[Saved entries]
************
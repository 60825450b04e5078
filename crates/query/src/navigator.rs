//! Pager controls derived from the current page and page count.

/// A numbered page button.
#[derive(Debug, Clone, Copy, PartialEq, Eq)]
pub struct PageButton {
	pub number: u32,
	pub is_active: bool,
}

/// A control the user can activate on the pager.
#[derive(Debug, Clone, Copy, PartialEq, Eq, Hash)]
pub enum PagerControl {
	Previous,
	Next,
	Page(u32),
}

/// Pager state for one `(current, total)` pair.
#[derive(Debug, Clone, PartialEq, Eq)]
pub struct PageControls {
	pub current: u32,
	pub total: u32,
	pub prev_enabled: bool,
	pub next_enabled: bool,
	pub buttons: Vec<PageButton>,
}

/// Build pager controls, or `None` when there is at most one page.
#[must_use]
pub fn page_controls(current: u32, total: u32) -> Option<PageControls> {
	if total <= 1 {
		return None;
	}

	let buttons = (1..=total)
		.map(|number| PageButton {
			number,
			is_active: number == current,
		})
		.collect();

	Some(PageControls {
		current,
		total,
		prev_enabled: current > 1,
		next_enabled: current < total,
		buttons,
	})
}

impl PageControls {
	/// Page emitted by activating `control`, or `None` if it is disabled.
	#[must_use]
	pub fn activate(&self, control: PagerControl) -> Option<u32> {
		match control {
			PagerControl::Previous if self.prev_enabled => Some(self.current - 1),
			PagerControl::Next if self.next_enabled => Some(self.current + 1),
			PagerControl::Page(number) if (1..=self.total).contains(&number) => Some(number),
			_ => None,
		}
	}

	pub fn is_enabled(&self, control: PagerControl) -> bool {
		self.activate(control).is_some()
	}
}

#[cfg(test)]
mod tests {
	use super::*;

	fn numbers(controls: &PageControls) -> Vec<u32> {
		controls.buttons.iter().map(|button| button.number).collect()
	}

	fn active(controls: &PageControls) -> Vec<u32> {
		controls
			.buttons
			.iter()
			.filter(|button| button.is_active)
			.map(|button| button.number)
			.collect()
	}

	#[test]
	fn middle_page_enables_both_directions() {
		let controls = page_controls(3, 5).expect("controls for five pages");
		assert!(controls.prev_enabled);
		assert!(controls.next_enabled);
		assert_eq!(numbers(&controls), [1, 2, 3, 4, 5]);
		assert_eq!(active(&controls), [3]);
	}

	#[test]
	fn identical_inputs_produce_identical_controls() {
		assert_eq!(page_controls(3, 5), page_controls(3, 5));
	}

	#[test]
	fn single_page_renders_nothing() {
		assert_eq!(page_controls(1, 1), None);
		assert_eq!(page_controls(1, 0), None);
	}

	#[test]
	fn boundaries_disable_the_matching_direction() {
		let first = page_controls(1, 5).unwrap();
		assert!(!first.prev_enabled);
		assert!(first.next_enabled);

		let last = page_controls(5, 5).unwrap();
		assert!(last.prev_enabled);
		assert!(!last.next_enabled);
	}

	#[test]
	fn activation_emits_target_pages() {
		let controls = page_controls(3, 5).unwrap();
		assert_eq!(controls.activate(PagerControl::Previous), Some(2));
		assert_eq!(controls.activate(PagerControl::Next), Some(4));
		assert_eq!(controls.activate(PagerControl::Page(5)), Some(5));
		assert_eq!(controls.activate(PagerControl::Page(3)), Some(3));
	}

	#[test]
	fn disabled_controls_emit_nothing() {
		let first = page_controls(1, 2).unwrap();
		assert_eq!(first.activate(PagerControl::Previous), None);
		assert!(!first.is_enabled(PagerControl::Previous));

		let last = page_controls(2, 2).unwrap();
		assert_eq!(last.activate(PagerControl::Next), None);
		assert_eq!(last.activate(PagerControl::Page(3)), None);
		assert_eq!(last.activate(PagerControl::Page(0)), None);
	}
}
************
▶ **Exercise directions**: Your answer must be the line containing "assert_eq!(controls.activate(PagerControl::Page(3)), Some(3));" through the last line above, copied exactly, with nothing added.

▶ **Written reply**:
		assert_eq!(controls.activate(PagerControl::Page(3)), Some(3));
	}

	#[test]
	fn disabled_controls_emit_nothing() {
		let first = page_controls(1, 2).unwrap();
		assert_eq!(first.activate(PagerControl::Previous), None);
		assert!(!first.is_enabled(PagerControl::Previous));

		let last = page_controls(2, 2).unwrap();
		assert_eq!(last.activate(PagerControl::Next), None);
		assert_eq!(last.activate(PagerControl::Page(3)), None);
		assert_eq!(last.activate(PagerControl::Page(0)), None);
	}
}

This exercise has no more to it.